Avoiding Tax Pitfalls when setting up a German GmbH
Many founders start their business activities even before they establish a legal entity, such as a limited liability company (GmbH), for their business. The question of which new legal form is most suitable arises at the latest when the founders are sure that the business idea is sustainable, when they want to take on additional partners (e.g. co-founders or employees), or when they need financing from investors to bring the business to the next level. The challenge from a tax point of view is how to transfer the activities performed by the founders up to this point to a company (in particular a GmbH) without any tax burdens. In many cases this can be quite tricky.
Tax-neutral contribution of business into a GmbH
From a tax perspective it is crucial that the founders comply with certain formalities when they establish a GmbH and transfer their early-stage business activities to it. To avoid income tax (which can be triggered by the disclosure and taxation of hidden reserves), the entire business – not just parts of it – must be transferred to the GmbH as a contribution in kind.
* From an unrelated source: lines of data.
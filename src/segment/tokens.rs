//! Token iteration.
//!
//! [`Tokens`] folds [`State::step`] over the runes of a string and yields a
//! [`Token`] every time a boundary is reported. Tokens borrow from the input,
//! so their concatenation is the input itself.

use std::iter::FusedIterator;
use std::str::CharIndices;

use super::classify::classify;
use super::state::State;
use crate::types::Token;

/// Lazy token iterator. Created by [`tokens`].
#[derive(Debug, Clone)]
pub struct Tokens<'a> {
    text: &'a str,
    chars: CharIndices<'a>,
    /// Byte offset where the buffered token starts.
    start: usize,
    state: State,
}

impl<'a> Tokens<'a> {
    fn new(text: &'a str) -> Self {
        Self {
            text,
            chars: text.char_indices(),
            start: 0,
            state: State::Empty,
        }
    }
}

impl<'a> Iterator for Tokens<'a> {
    type Item = Token<'a>;

    fn next(&mut self) -> Option<Token<'a>> {
        for (idx, rune) in self.chars.by_ref() {
            let step = self.state.step(rune, classify(rune));
            let buffered = std::mem::replace(&mut self.state, step.next);

            if !step.boundary {
                continue;
            }
            if let Some(class) = buffered.class() {
                let token = Token {
                    text: &self.text[self.start..idx],
                    offset: self.start,
                    class,
                };
                self.start = idx;
                return Some(token);
            }
        }

        // End of input: flush the buffer.
        let class = std::mem::take(&mut self.state).class()?;
        let token = Token {
            text: &self.text[self.start..],
            offset: self.start,
            class,
        };
        self.start = self.text.len();
        Some(token)
    }

    fn size_hint(&self) -> (usize, Option<usize>) {
        let remaining = self.text.len() - self.start;
        (usize::from(remaining > 0), Some(remaining))
    }
}

impl FusedIterator for Tokens<'_> {}

/// Iterate over the tokens of `text`.
pub fn tokens(text: &str) -> Tokens<'_> {
    Tokens::new(text)
}

/// Split `text` into its tokens.
///
/// Concatenating the result reproduces `text` exactly.
///
/// ```
/// assert_eq!(mikan::analyze("Hello & World"), ["Hello", " ", "&", " ", "World"]);
/// assert_eq!(mikan::analyze("常に最新、最高の"), ["常に", "最新、", "最高の"]);
/// ```
#[tracing::instrument(level = "trace", skip_all, fields(len = text.len()))]
pub fn analyze(text: &str) -> Vec<&str> {
    tokens(text).map(|token| token.text).collect()
}

#[cfg(test)]
mod tests {
    use super::*;
    use crate::types::RuneClass;

    #[test]
    fn empty_input() {
        assert!(analyze("").is_empty());
        assert_eq!(tokens("").next(), None);
    }

    #[test]
    fn offsets_are_contiguous() {
        let text = "Androidを開発した、同じ チーム";
        let mut expected = 0;
        for token in tokens(text) {
            assert_eq!(token.offset, expected);
            assert_eq!(&text[token.offset..token.end()], token.text);
            expected = token.end();
        }
        assert_eq!(expected, text.len());
    }

    #[test]
    fn token_classes() {
        let classes: Vec<_> = tokens("常に 「モバイル」&").map(|t| t.class).collect();
        assert_eq!(
            classes,
            vec![
                RuneClass::Hiragana,
                RuneClass::Space,
                RuneClass::Katakana,
                RuneClass::StandaloneBreak,
            ]
        );
    }

    #[test]
    fn fused_after_end() {
        let mut iter = tokens("a");
        assert_eq!(iter.next().map(|t| t.text), Some("a"));
        assert_eq!(iter.next(), None);
        assert_eq!(iter.next(), None);
    }

    #[test]
    fn consecutive_spaces_are_separate() {
        assert_eq!(analyze("a  b"), ["a", " ", " ", "b"]);
    }

    #[test]
    fn crlf_stays_together() {
        assert_eq!(analyze("one\r\ntwo\n\n"), ["one", "\r\n", "two", "\n", "\n"]);
    }

    #[test]
    fn numbers_keep_separators() {
        assert_eq!(analyze("3.14 1,000円"), ["3.14", " ", "1,000", "円"]);
    }

    #[test]
    fn separators_end_words() {
        assert_eq!(analyze("Hello,World"), ["Hello,", "World"]);
        assert_eq!(analyze("end.Next"), ["end.", "Next"]);
        assert_eq!(analyze("Hello.3"), ["Hello.", "3"]);
    }

    #[test]
    fn emoji_are_single() {
        assert_eq!(analyze("😀😀!"), ["😀", "😀!"]);
    }
}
The GmbH can therefore be formed by a non-cash capital contribution, (Sachkapitalgründung). Alternatively, it is first established by a cash contribution and then the business is transferred in a capital increase against a contribution in kind. In this case the contributing founders receive additional shares in the new GmbH.To avoid taxation it is critical that all assets that are part of the business and that the tax authorities consider to be an “essential basis of the business” (wesentliche Betriebsgrundlage) are in fact transferred to the GmbH. The “essential basis of the business” can include internet domains, trademarks and other intellectual property rights (such as existing source code that can be protected by copyright). The founders must not withhold any of these assets as this could trigger a significant tax burden.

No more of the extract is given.